OPINIÓN. Si uno mira el término «vértigo» en el Diccionario de la Real Academia de la Lengua Española encuentra cuatro acepciones. En lo que a un servidor respecta, sin duda la que me afecta es la que hace referencia al «vértigo de la altura», por aquello de mi más profundo respeto a volar y a todo lo que se aleje en demasía de la corteza terrestre. Sin embargo, el Atleti Femenino parece acusar un «vértigo» muy distinto, aquel que se define como una turbación del juicio, repentina y pasajera.
Es lógico. Al final, el Atleti Femenino vive una situación totalmente nueva. Bien es cierto que este equipo ha debutado en Champions, ganar una Copa de la Reina y asentarse entre los dos o tres mejores equipos del país. Sin embargo, es la primera vez que el conjunto rojiblanco llega con opciones reales de ganar la Liga a la recta final de la misma. Ya decía Luis Aragonés que el campeonato doméstico se decidía en los últimos 10 partidos y esta barrera psicológica parece haber afectado a las colchoneras.

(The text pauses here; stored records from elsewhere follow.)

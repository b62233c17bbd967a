//! File uploads on local disk or an S3-compatible object store.

use std::io::ErrorKind;
use std::path::PathBuf;
use std::time::Duration;

use async_trait::async_trait;
use reqwest::StatusCode;
use reqwest::header::CONTENT_TYPE;
use uuid::Uuid;

use super::Context;
use crate::config::{Config, StorageDriver};
use crate::error::AppError;
use crate::middleware::auth::AuthContext;
use crate::models::audit::{AuditAction, AuditEntry};
use crate::models::file::{StoredFile, build_key, ensure_tenant_key, normalize_content_type};
use crate::resilience::{self, Breaker};

const MODULE: &str = "files";
const DEFAULT_FOLDER: &str = "general";

/// Where file bytes live. Keys are already sanitised and tenant-prefixed.
#[async_trait]
pub trait FileStorage: Send + Sync {
    /// Store `data` under `key` and return its public URL.
    async fn put(&self, key: &str, content_type: &str, data: &[u8]) -> Result<String, AppError>;

    /// Remove the object. A missing key is `NotFound("File")`.
    async fn delete(&self, key: &str) -> Result<(), AppError>;
}

pub struct LocalDiskStorage {
    root: PathBuf,
    public_base_url: String,
}

impl LocalDiskStorage {
    pub fn new(root: impl Into<PathBuf>, public_base_url: &str) -> Self {
        Self {
            root: root.into(),
            public_base_url: public_base_url.trim_end_matches('/').to_string(),
        }
    }

    fn path(&self, key: &str) -> PathBuf {
        key.split('/').fold(self.root.clone(), |path, part| path.join(part))
    }
}

#[async_trait]
impl FileStorage for LocalDiskStorage {
    async fn put(&self, key: &str, _content_type: &str, data: &[u8]) -> Result<String, AppError> {
        let path = self.path(key);
        if let Some(parent) = path.parent() {
            tokio::fs::create_dir_all(parent)
                .await
                .map_err(|e| AppError::Storage(e.to_string()))?;
        }
        tokio::fs::write(&path, data)
            .await
            .map_err(|e| AppError::Storage(e.to_string()))?;
        Ok(format!("{}/{key}", self.public_base_url))
    }

    async fn delete(&self, key: &str) -> Result<(), AppError> {
        match tokio::fs::remove_file(self.path(key)).await {
            Ok(()) => Ok(()),
            Err(e) if e.kind() == ErrorKind::NotFound => Err(AppError::NotFound("File")),
            Err(e) => Err(AppError::Storage(e.to_string())),
        }
    }
}

/// Plain HTTP PUT/DELETE against `{base_url}/{bucket}/{key}` with bearer auth.
pub struct S3Storage {
    client: reqwest::Client,
    base_url: String,
    bucket: String,
    token: Option<String>,
    breaker: Breaker,
}

impl S3Storage {
    pub fn new(base_url: &str, bucket: &str, token: Option<String>) -> Result<Self, AppError> {
        let client = reqwest::Client::builder()
            .timeout(Duration::from_secs(30))
            .build()
            .map_err(|e| AppError::Internal(e.to_string()))?;
        Ok(Self {
            client,
            base_url: base_url.trim_end_matches('/').to_string(),
            bucket: bucket.to_string(),
            token,
            breaker: resilience::breaker(),
        })
    }

    fn object_url(&self, key: &str) -> String {
        format!("{}/{}/{key}", self.base_url, self.bucket)
    }

    /// Send through the breaker. Transport errors and 5xx count as failures.
    async fn send(&self, request: reqwest::RequestBuilder) -> Result<StatusCode, AppError> {
        let request = match &self.token {
            Some(token) => request.bearer_auth(token),
            None => request,
        };
        let call = async move {
            let response = request.send().await.map_err(|e| e.to_string())?;
            let status = response.status();
            if status.is_server_error() {
                return Err(format!("Object storage answered {status}"));
            }
            Ok(status)
        };
        resilience::guarded(&self.breaker, "object storage", call, AppError::Storage).await
    }
}

#[async_trait]
impl FileStorage for S3Storage {
    async fn put(&self, key: &str, content_type: &str, data: &[u8]) -> Result<String, AppError> {
        let url = self.object_url(key);
        let request = self
            .client
            .put(&url)
            .header(CONTENT_TYPE, content_type)
            .body(data.to_vec());
        let status = self.send(request).await?;
        if !status.is_success() {
            return Err(AppError::Storage(format!("Upload rejected with {status}")));
        }
        Ok(url)
    }

    async fn delete(&self, key: &str) -> Result<(), AppError> {
        let status = self.send(self.client.delete(self.object_url(key))).await?;
        if status == StatusCode::NOT_FOUND {
            return Err(AppError::NotFound("File"));
        }
        if !status.is_success() {
            return Err(AppError::Storage(format!("Delete rejected with {status}")));
        }
        Ok(())
    }
}

/// Pick the backend named by `STORAGE_DRIVER`.
pub fn from_config(config: &Config) -> Result<Box<dyn FileStorage>, AppError> {
    match config.storage_driver {
        StorageDriver::Local => Ok(Box::new(LocalDiskStorage::new(
            &config.storage_local_dir,
            &config.storage_public_base_url,
        ))),
        StorageDriver::S3 => {
            let (Some(base_url), Some(bucket)) = (&config.s3_base_url, &config.s3_bucket) else {
                return Err(AppError::Internal(
                    "S3 storage needs S3_BASE_URL and S3_BUCKET".to_string(),
                ));
            };
            Ok(Box::new(S3Storage::new(
                base_url,
                bucket,
                config.s3_bearer_token.clone(),
            )?))
        }
    }
}

pub struct Upload<'a> {
    pub folder: Option<String>,
    pub filename: String,
    pub content_type: &'a str,
    pub data: &'a [u8],
}

pub async fn upload(
    ctx: &Context,
    storage: &dyn FileStorage,
    max_bytes: u64,
    auth: &AuthContext,
    upload: Upload<'_>,
) -> Result<StoredFile, AppError> {
    let size = upload.data.len() as u64;
    if size == 0 {
        return Err(AppError::bad_request("File is empty"));
    }
    if size > max_bytes {
        return Err(AppError::BadRequest(format!(
            "File exceeds the {max_bytes} byte limit"
        )));
    }
    let content_type = normalize_content_type(upload.content_type)?;
    let folder = upload.folder.as_deref().unwrap_or(DEFAULT_FOLDER);
    let key = build_key(auth.tenant_id, folder, &upload.filename)?;

    let url = storage.put(&key, &content_type, upload.data).await?;
    tracing::info!(tenant_id = %auth.tenant_id, key = %key, size, "File stored");

    let file = StoredFile {
        key,
        url,
        size,
        content_type,
    };
    ctx.audit(
        auth,
        AuditEntry {
            entity_id: None,
            ..AuditEntry::new(
                AuditAction::Create,
                MODULE,
                "file",
                Uuid::nil(),
                format!("File {} uploaded", file.key),
            )
            .with_new(&file)
        },
    )
    .await;
    Ok(file)
}

pub async fn delete(
    ctx: &Context,
    storage: &dyn FileStorage,
    auth: &AuthContext,
    key: &str,
) -> Result<(), AppError> {
    ensure_tenant_key(auth.tenant_id, key)?;
    storage.delete(key).await?;

    ctx.audit(
        auth,
        AuditEntry {
            entity_id: None,
            ..AuditEntry::new(
                AuditAction::Delete,
                MODULE,
                "file",
                Uuid::nil(),
                format!("File {key} deleted"),
            )
        },
    )
    .await;
    Ok(())
}

#[cfg(test)]
mod tests {
    use super::*;
    use crate::services::testing;

    fn pdf<'a>(filename: &str, data: &'a [u8]) -> Upload<'a> {
        Upload {
            folder: Some("absences".into()),
            filename: filename.into(),
            content_type: "application/pdf",
            data,
        }
    }

    #[tokio::test]
    async fn upload_writes_under_the_tenant_prefix() {
        let dir = tempfile::tempdir().unwrap();
        let storage = LocalDiskStorage::new(dir.path(), "/files/");
        let ctx = testing::context();
        let auth = testing::admin(&ctx).await;

        let file = upload(&ctx, &storage, 1024, &auth, pdf("medical cert.pdf", b"%PDF-1.7"))
            .await
            .unwrap();
        assert!(file.key.starts_with(&format!("{}/absences/", auth.tenant_id)));
        assert!(file.key.ends_with("-medical_cert.pdf"));
        assert_eq!(file.url, format!("/files/{}", file.key));
        assert_eq!(file.size, 8);

        let on_disk = tokio::fs::read(storage.path(&file.key)).await.unwrap();
        assert_eq!(on_disk, b"%PDF-1.7");

        delete(&ctx, &storage, &auth, &file.key).await.unwrap();
        assert!(matches!(
            delete(&ctx, &storage, &auth, &file.key).await,
            Err(AppError::NotFound("File"))
        ));
    }

    #[tokio::test]
    async fn rejects_oversized_and_unknown_types() {
        let dir = tempfile::tempdir().unwrap();
        let storage = LocalDiskStorage::new(dir.path(), "/files");
        let ctx = testing::context();
        let auth = testing::admin(&ctx).await;

        let big = upload(&ctx, &storage, 4, &auth, pdf("a.pdf", b"12345")).await;
        assert!(matches!(big, Err(AppError::BadRequest(_))));

        let mut exe = pdf("a.exe", b"MZ");
        exe.content_type = "application/x-msdownload";
        assert!(matches!(
            upload(&ctx, &storage, 1024, &auth, exe).await,
            Err(AppError::BadRequest(_))
        ));
    }

    #[tokio::test]
    async fn other_tenants_keys_are_invisible() {
        let dir = tempfile::tempdir().unwrap();
        let storage = LocalDiskStorage::new(dir.path(), "/files");
        let ctx = testing::context();
        let owner = testing::admin(&ctx).await;
        let intruder = testing::admin(&ctx).await;

        let file = upload(&ctx, &storage, 1024, &owner, pdf("a.pdf", b"data"))
            .await
            .unwrap();
        assert!(matches!(
            delete(&ctx, &storage, &intruder, &file.key).await,
            Err(AppError::NotFound("File"))
        ));
        let traversal = format!("{}/../{}", intruder.tenant_id, file.key);
        assert!(delete(&ctx, &storage, &intruder, &traversal).await.is_err());
    }

    #[tokio::test]
    async fn unreachable_object_store_is_a_storage_error() {
        let storage = S3Storage::new("http://127.0.0.1:9", "bucket", None).unwrap();
        let result = storage.put("t/general/a.txt", "text/plain", b"hi").await;
        assert!(matches!(result, Err(AppError::Storage(_))));
    }
}
#![deny(missing_docs)]
//! Shared logging utilities for the tasksync workspace.
//!
//! Every crate logs through the `sync_*` macros below so that log records
//! carry the common `tasksync` target, which keeps third-party noise
//! (reqwest, hyper) filterable from the app's logger configuration.

/// Target prefix used by all `sync_*` macros.
pub const TARGET_PREFIX: &str = "tasksync";

/// Logs a trace-level message under the workspace target.
#[macro_export]
macro_rules! sync_trace {
    ($($arg:tt)*) => {{
        log::trace!(target: $crate::TARGET_PREFIX, $($arg)*);
    }};
}

/// Logs a debug-level message under the workspace target.
#[macro_export]
macro_rules! sync_debug {
    ($($arg:tt)*) => {{
        log::debug!(target: $crate::TARGET_PREFIX, $($arg)*);
    }};
}

/// Logs an info-level message under the workspace target.
#[macro_export]
macro_rules! sync_info {
    ($($arg:tt)*) => {{
        log::info!(target: $crate::TARGET_PREFIX, $($arg)*);
    }};
}

/// Logs a warn-level message under the workspace target.
#[macro_export]
macro_rules! sync_warn {
    ($($arg:tt)*) => {{
        log::warn!(target: $crate::TARGET_PREFIX, $($arg)*);
    }};
}

/// Logs an error-level message under the workspace target.
#[macro_export]
macro_rules! sync_error {
    ($($arg:tt)*) => {{
        log::error!(target: $crate::TARGET_PREFIX, $($arg)*);
    }};
}

/// Initializes a terminal logger for use in tests.
///
/// Safe to call from every test: it no-ops if a logger is already installed.
pub fn initialize_for_tests() {
    use simplelog::{ColorChoice, CombinedLogger, ConfigBuilder, TermLogger, TerminalMode};

    let level = if cfg!(debug_assertions) {
        log::LevelFilter::Debug
    } else {
        log::LevelFilter::Info
    };
    let config = ConfigBuilder::new()
        .add_filter_allow_str(TARGET_PREFIX)
        .build();

    // Another test may have won the race; that logger is just as good.
    let _ = CombinedLogger::init(vec![TermLogger::new(
        level,
        config,
        TerminalMode::Mixed,
        ColorChoice::Auto,
    )]);
}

Al final, la clasificación indica que el Atleti Femenino es el único equipo imbatido de la Liga Iberdrola, que sólo ha cedido cuatro empates y que es líder con dos puntos de ventaja en relación al FC Barcelona con tan sólo seis jornadas por disputarse. Sin embargo y a diferencia de su rival, acostumbrado a convivir con esta situación año tras año, el Atleti Femenino está viendo como en las últimas jornadas los partidos se le atragantan y cuesta mucho más resolverlos.
Convivir con el «vértigo» mientras se camina por el borde del precipicio o despeñarse a las puertas de la gloria. Quedan seis finales
Dejando a un lado la contundente victoria ante el Tacuense y el aplicado triunfo ante el Betis, el Atleti Femenino ha tenido serios problemas para resolver sus partidos. Ante el Fundación Albacete necesitó llegar hasta el minuto 92 y recurrir a un agónico gol de Laura para sellar la victoria por la mínima. Contra el Sporting de Huelva tuvo que remontar en dos ocasiones para vencer 2-3 y ante el Athletic sumó un punto después de ir perdiendo durante 40 minutos, máximo espacio de tiempo que el Atleti Femenino ha ido por detrás en un partido.
Contra el Oiartzun el equipo rojiblanco ganó 1-4, un resultado que lleva a engaños a tenor de lo visto en el Karla Lekuona. El equipo estuvo impreciso, tuvo problemas a la hora de crear juego y cuando consiguió adelantarse, no pudo retener su renta y llegó 1-1 al descanso. La ansiedad por ganar el partido atenazó a las jugadoras y no fue hasta el gol de Meseguer cuando el equipo se desperezó. En la recta final marcó dos goles que sin embargo no ocultan los problemas que tuvo el equipo.
Más allá de tópicos, quedan seis finales. En el sentido más absoluto de la palabra. Valencia y Santa Teresa en casa de forma consecutiva, visita al Levante, Granadilla en casa, visita al Barcelona y duelo en casa ante la Real Sociedad para cerrar la Liga. Los pequeños detalles marcarán la diferencia entre convivir con el «vértigo» mientras se camina por el borde del precipicio o despeñarse a las puertas de la gloria. Como sufridor de otro tipo de «vértigo», la fortaleza mental es clave. Y en este caso, el apoyo de la afición, más.